Directions for this task: The entries that follow should be duplicated in full, without a single alteration.

__________________________________________________

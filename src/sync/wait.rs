/*!
 * Ownership Acquisition
 *
 * Moves an object from `Unqueued` through `Queued` to `Granted`.
 *
 * # Protocol
 *
 * 1. Enqueue at the tail of the ordering queue and pin the buffer's current
 *    fence set.
 * 2. Wait until no earlier entry from another context on the same buffer
 *    remains (strict cross-context FCFS).
 * 3. Wait for conflicting fences: a write waits for the exclusive fence and
 *    every shared fence, a read only for the exclusive fence.
 * 4. Re-check the queue after waking and loop if overtaken.
 * 5. Arm the fence, install it, run the cache transition and leave the queue.
 *
 * # Timeouts
 *
 * A wait that runs out of time is not an error. It logs a warning and is
 * granted anyway with zero time remaining, so a stuck holder shows up as
 * repeated warnings rather than a stalled pipeline.
 */

use super::manager::SyncCore;
use super::object::{ObjectPhase, ObjectState, SyncObject};
use super::queue::{Ticket, Turn};
use crate::buffer::{AccessMode, CacheOp};
use crate::core::errors::{SyncError, SyncResult};
use crate::fence::Fence;
use crate::monitoring::stats::SyncCounters;
use crate::monitoring::WaitSpan;
use crate::reservation::FenceSet;
use std::sync::Arc;
use std::time::{Duration, Instant};
use tracing::warn;

/// Shared time bound for one wait call
///
/// `wait_all` acquires several objects against a single deadline.
#[derive(Debug, Clone, Copy)]
pub(crate) struct Deadline {
    start: Instant,
    timeout: Duration,
    at: Option<Instant>,
}

impl Deadline {
    pub(crate) fn new(timeout: Duration) -> Self {
        let start = Instant::now();
        Self {
            start,
            timeout,
            at: start.checked_add(timeout),
        }
    }

    /// Absolute deadline, `None` if it does not fit in an `Instant`
    #[inline]
    pub(crate) fn instant(&self) -> Option<Instant> {
        self.at
    }

    #[inline]
    pub(crate) fn remaining(&self) -> Duration {
        self.timeout.saturating_sub(self.start.elapsed())
    }

    #[inline]
    pub(crate) fn elapsed(&self) -> Duration {
        self.start.elapsed()
    }
}

enum Waited {
    Granted,
    TimedOut,
}

impl SyncCore {
    /// Acquire ownership of `object`'s buffer in the object's access mode
    ///
    /// Returns the time left on `deadline`, zero if the wait timed out.
    /// Waiting on an already granted object is a no-op.
    pub(crate) fn acquire(
        &self,
        object: &Arc<SyncObject>,
        deadline: &Deadline,
    ) -> SyncResult<Duration> {
        let buffer_id = object.buffer().id();

        let (ticket, mode, fence) = {
            let mut state = object.state();
            match state.phase {
                ObjectPhase::Granted => return Ok(deadline.remaining()),
                ObjectPhase::Queued => return Err(SyncError::Busy(buffer_id)),
                ObjectPhase::Unqueued => {}
            }
            // A signalled fence belongs to the previous grant
            let fence = match state.fence.as_ref() {
                Some(fence) if !fence.is_signaled() => Arc::clone(fence),
                _ => {
                    let fence = self.new_fence(object.owner(), state.mode);
                    state.fence = Some(Arc::clone(&fence));
                    fence
                }
            };
            let ticket = self.queue.enqueue(object);
            state.phase = ObjectPhase::Queued;
            state.ticket = Some(ticket);
            (ticket, state.mode, fence)
        };

        let mut span = WaitSpan::new(object.owner(), buffer_id, mode);
        let result = {
            let _entered = span.enter();
            self.wait_queued(object, ticket, mode, &fence, deadline)
        };

        match result {
            Ok(Waited::Granted) => {
                span.record_outcome("granted");
                Ok(deadline.remaining())
            }
            Ok(Waited::TimedOut) => {
                span.record_outcome("timeout");
                Ok(Duration::ZERO)
            }
            Err(e) => {
                span.record_outcome("aborted");
                Err(e)
            }
        }
    }

    fn wait_queued(
        &self,
        object: &SyncObject,
        ticket: Ticket,
        mode: AccessMode,
        fence: &Fence,
        deadline: &Deadline,
    ) -> SyncResult<Waited> {
        let reservation = object.buffer().reservation();
        let pinned = reservation.snapshot();
        let mut timed_out = false;

        loop {
            match self.queue.wait_turn(ticket, deadline.instant()) {
                Turn::Ready => {}
                Turn::Overtaken(_) => {
                    timed_out = true;
                    break;
                }
                Turn::Aborted => return Err(self.abandon(object, ticket)),
            }

            // Our own fence signals when the wait is withdrawn
            let clear = reservation.wait_conflicts(
                Some(object.owner()),
                mode.is_write(),
                deadline.remaining(),
                Some(fence),
            );

            match self.queue.turn(ticket) {
                Turn::Aborted => return Err(self.abandon(object, ticket)),
                _ if !clear => {
                    timed_out = true;
                    break;
                }
                Turn::Ready => break,
                Turn::Overtaken(_) => continue,
            }
        }

        if timed_out {
            SyncCounters::bump(&self.counters.timeouts);
            warn!(
                context = %object.owner(),
                buffer = %object.buffer().id(),
                mode = ?mode,
                elapsed_ms = deadline.elapsed().as_millis() as u64,
                "buffer wait timed out, proceeding"
            );
        }

        self.grant(object, ticket, pinned)?;
        Ok(if timed_out {
            Waited::TimedOut
        } else {
            Waited::Granted
        })
    }

    /// Install the object's fence and leave the queue
    fn grant(&self, object: &SyncObject, ticket: Ticket, pinned: FenceSet) -> SyncResult<()> {
        let buffer = object.buffer();
        let reservation = buffer.reservation();
        let mut state = object.state();

        let armed = match (state.ticket, state.fence.as_ref()) {
            (Some(t), Some(fence)) if t == ticket && fence.arm() => Some(Arc::clone(fence)),
            _ => None,
        };
        let Some(fence) = armed else {
            self.reset(&mut state, ticket);
            return Err(SyncError::Aborted(buffer.id()));
        };
        let mode = state.mode;

        if !mode.is_write() {
            if let Err(e) = reservation.reserve_shared(1) {
                self.reset(&mut state, ticket);
                return Err(e);
            }
        }

        let installed = if mode.is_write() {
            reservation.install_exclusive(Arc::clone(&fence))
        } else {
            reservation.append_shared(Arc::clone(&fence))
        };
        if !installed {
            self.reset(&mut state, ticket);
            return Err(SyncError::Aborted(buffer.id()));
        }
        drop(pinned);

        let next = mode.access_type();
        let previous = reservation.record_access(next);
        CacheOp::for_transition(previous, next).apply(self.cache.as_ref(), buffer);

        if !mode.is_write() {
            if let Some(reclaim) = &self.reclaim {
                reclaim.arm(buffer.id(), fence);
            }
        }

        self.queue.remove(ticket);
        state.phase = ObjectPhase::Granted;
        state.ticket = None;
        SyncCounters::bump(&self.counters.grants);
        Ok(())
    }

    /// Back out of a wait whose ticket was withdrawn
    fn abandon(&self, object: &SyncObject, ticket: Ticket) -> SyncError {
        let mut state = object.state();
        self.reset(&mut state, ticket);
        SyncError::Aborted(object.buffer().id())
    }

    fn reset(&self, state: &mut ObjectState, ticket: Ticket) {
        if state.ticket == Some(ticket) {
            state.ticket = None;
            state.phase = ObjectPhase::Unqueued;
        }
        self.queue.remove(ticket);
    }
}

__________________________________________________

Answer to this problem:
filename src/sync/wait.rs
/*!
 * Ownership Acquisition
 *
 * Moves an object from `Unqueued` through `Queued` to `Granted`.
 *
 * # Protocol
 *
 * 1. Enqueue at the tail of the ordering queue and pin the buffer's current
 *    fence set.
 * 2. Wait until no earlier entry from another context on the same buffer
 *    remains (strict cross-context FCFS).
 * 3. Wait for conflicting fences: a write waits for the exclusive fence and
 *    every shared fence, a read only for the exclusive fence.
 * 4. Re-check the queue after waking and loop if overtaken.
 * 5. Arm the fence, install it, run the cache transition and leave the queue.
 *
 * # Timeouts
 *
 * A wait that runs out of time is not an error. It logs a warning and is
 * granted anyway with zero time remaining, so a stuck holder shows up as
 * repeated warnings rather than a stalled pipeline.
 */

use super::manager::SyncCore;
use super::object::{ObjectPhase, ObjectState, SyncObject};
use super::queue::{Ticket, Turn};
use crate::buffer::{AccessMode, CacheOp};
use crate::core::errors::{SyncError, SyncResult};
use crate::fence::Fence;
use crate::monitoring::stats::SyncCounters;
use crate::monitoring::WaitSpan;
use crate::reservation::FenceSet;
use std::sync::Arc;
use std::time::{Duration, Instant};
use tracing::warn;

/// Shared time bound for one wait call
///
/// `wait_all` acquires several objects against a single deadline.
#[derive(Debug, Clone, Copy)]
pub(crate) struct Deadline {
    start: Instant,
    timeout: Duration,
    at: Option<Instant>,
}

impl Deadline {
    pub(crate) fn new(timeout: Duration) -> Self {
        let start = Instant::now();
        Self {
            start,
            timeout,
            at: start.checked_add(timeout),
        }
    }

    /// Absolute deadline, `None` if it does not fit in an `Instant`
    #[inline]
    pub(crate) fn instant(&self) -> Option<Instant> {
        self.at
    }

    #[inline]
    pub(crate) fn remaining(&self) -> Duration {
        self.timeout.saturating_sub(self.start.elapsed())
    }

    #[inline]
    pub(crate) fn elapsed(&self) -> Duration {
        self.start.elapsed()
    }
}

enum Waited {
    Granted,
    TimedOut,
}

impl SyncCore {
    /// Acquire ownership of `object`'s buffer in the object's access mode
    ///
    /// Returns the time left on `deadline`, zero if the wait timed out.
    /// Waiting on an already granted object is a no-op.
    pub(crate) fn acquire(
        &self,
        object: &Arc<SyncObject>,
        deadline: &Deadline,
    ) -> SyncResult<Duration> {
        let buffer_id = object.buffer().id();

        let (ticket, mode, fence) = {
            let mut state = object.state();
            match state.phase {
                ObjectPhase::Granted => return Ok(deadline.remaining()),
                ObjectPhase::Queued => return Err(SyncError::Busy(buffer_id)),
                ObjectPhase::Unqueued => {}
            }
            // A signalled fence belongs to the previous grant
            let fence = match state.fence.as_ref() {
                Some(fence) if !fence.is_signaled() => Arc::clone(fence),
                _ => {
                    let fence = self.new_fence(object.owner(), state.mode);
                    state.fence = Some(Arc::clone(&fence));
                    fence
                }
            };
            let ticket = self.queue.enqueue(object);
            state.phase = ObjectPhase::Queued;
            state.ticket = Some(ticket);
            (ticket, state.mode, fence)
        };

        let mut span = WaitSpan::new(object.owner(), buffer_id, mode);
        let result = {
            let _entered = span.enter();
            self.wait_queued(object, ticket, mode, &fence, deadline)
        };

        match result {
            Ok(Waited::Granted) => {
                span.record_outcome("granted");
                Ok(deadline.remaining())
            }
            Ok(Waited::TimedOut) => {
                span.record_outcome("timeout");
                Ok(Duration::ZERO)
            }
            Err(e) => {
                span.record_outcome("aborted");
                Err(e)
            }
        }
    }

    fn wait_queued(
        &self,
        object: &SyncObject,
        ticket: Ticket,
        mode: AccessMode,
        fence: &Fence,
        deadline: &Deadline,
    ) -> SyncResult<Waited> {
        let reservation = object.buffer().reservation();
        let pinned = reservation.snapshot();
        let mut timed_out = false;

        loop {
            match self.queue.wait_turn(ticket, deadline.instant()) {
                Turn::Ready => {}
                Turn::Overtaken(_) => {
                    timed_out = true;
                    break;
                }
                Turn::Aborted => return Err(self.abandon(object, ticket)),
            }

            // Our own fence signals when the wait is withdrawn
            let clear = reservation.wait_conflicts(
                Some(object.owner()),
                mode.is_write(),
                deadline.remaining(),
                Some(fence),
            );

            match self.queue.turn(ticket) {
                Turn::Aborted => return Err(self.abandon(object, ticket)),
                _ if !clear => {
                    timed_out = true;
                    break;
                }
                Turn::Ready => break,
                Turn::Overtaken(_) => continue,
            }
        }

        if timed_out {
            SyncCounters::bump(&self.counters.timeouts);
            warn!(
                context = %object.owner(),
                buffer = %object.buffer().id(),
                mode = ?mode,
                elapsed_ms = deadline.elapsed().as_millis() as u64,
                "buffer wait timed out, proceeding"
            );
        }

        self.grant(object, ticket, pinned)?;
        Ok(if timed_out {
            Waited::TimedOut
        } else {
            Waited::Granted
        })
    }

    /// Install the object's fence and leave the queue
    fn grant(&self, object: &SyncObject, ticket: Ticket, pinned: FenceSet) -> SyncResult<()> {
        let buffer = object.buffer();
        let reservation = buffer.reservation();
        let mut state = object.state();

        let armed = match (state.ticket, state.fence.as_ref()) {
            (Some(t), Some(fence)) if t == ticket && fence.arm() => Some(Arc::clone(fence)),
            _ => None,
        };
        let Some(fence) = armed else {
            self.reset(&mut state, ticket);
            return Err(SyncError::Aborted(buffer.id()));
        };
        let mode = state.mode;

        if !mode.is_write() {
            if let Err(e) = reservation.reserve_shared(1) {
                self.reset(&mut state, ticket);
                return Err(e);
            }
        }

        let installed = if mode.is_write() {
            reservation.install_exclusive(Arc::clone(&fence))
        } else {
            reservation.append_shared(Arc::clone(&fence))
        };
        if !installed {
            self.reset(&mut state, ticket);
            return Err(SyncError::Aborted(buffer.id()));
        }
        drop(pinned);

        let next = mode.access_type();
        let previous = reservation.record_access(next);
        CacheOp::for_transition(previous, next).apply(self.cache.as_ref(), buffer);

        if !mode.is_write() {
            if let Some(reclaim) = &self.reclaim {
                reclaim.arm(buffer.id(), fence);
            }
        }

        self.queue.remove(ticket);
        state.phase = ObjectPhase::Granted;
        state.ticket = None;
        SyncCounters::bump(&self.counters.grants);
        Ok(())
    }

    /// Back out of a wait whose ticket was withdrawn
    fn abandon(&self, object: &SyncObject, ticket: Ticket) -> SyncError {
        let mut state = object.state();
        self.reset(&mut state, ticket);
        SyncError::Aborted(object.buffer().id())
    }

    fn reset(&self, state: &mut ObjectState, ticket: Ticket) {
        if state.ticket == Some(ticket) {
            state.ticket = None;
            state.phase = ObjectPhase::Unqueued;
        }
        self.queue.remove(ticket);
    }
}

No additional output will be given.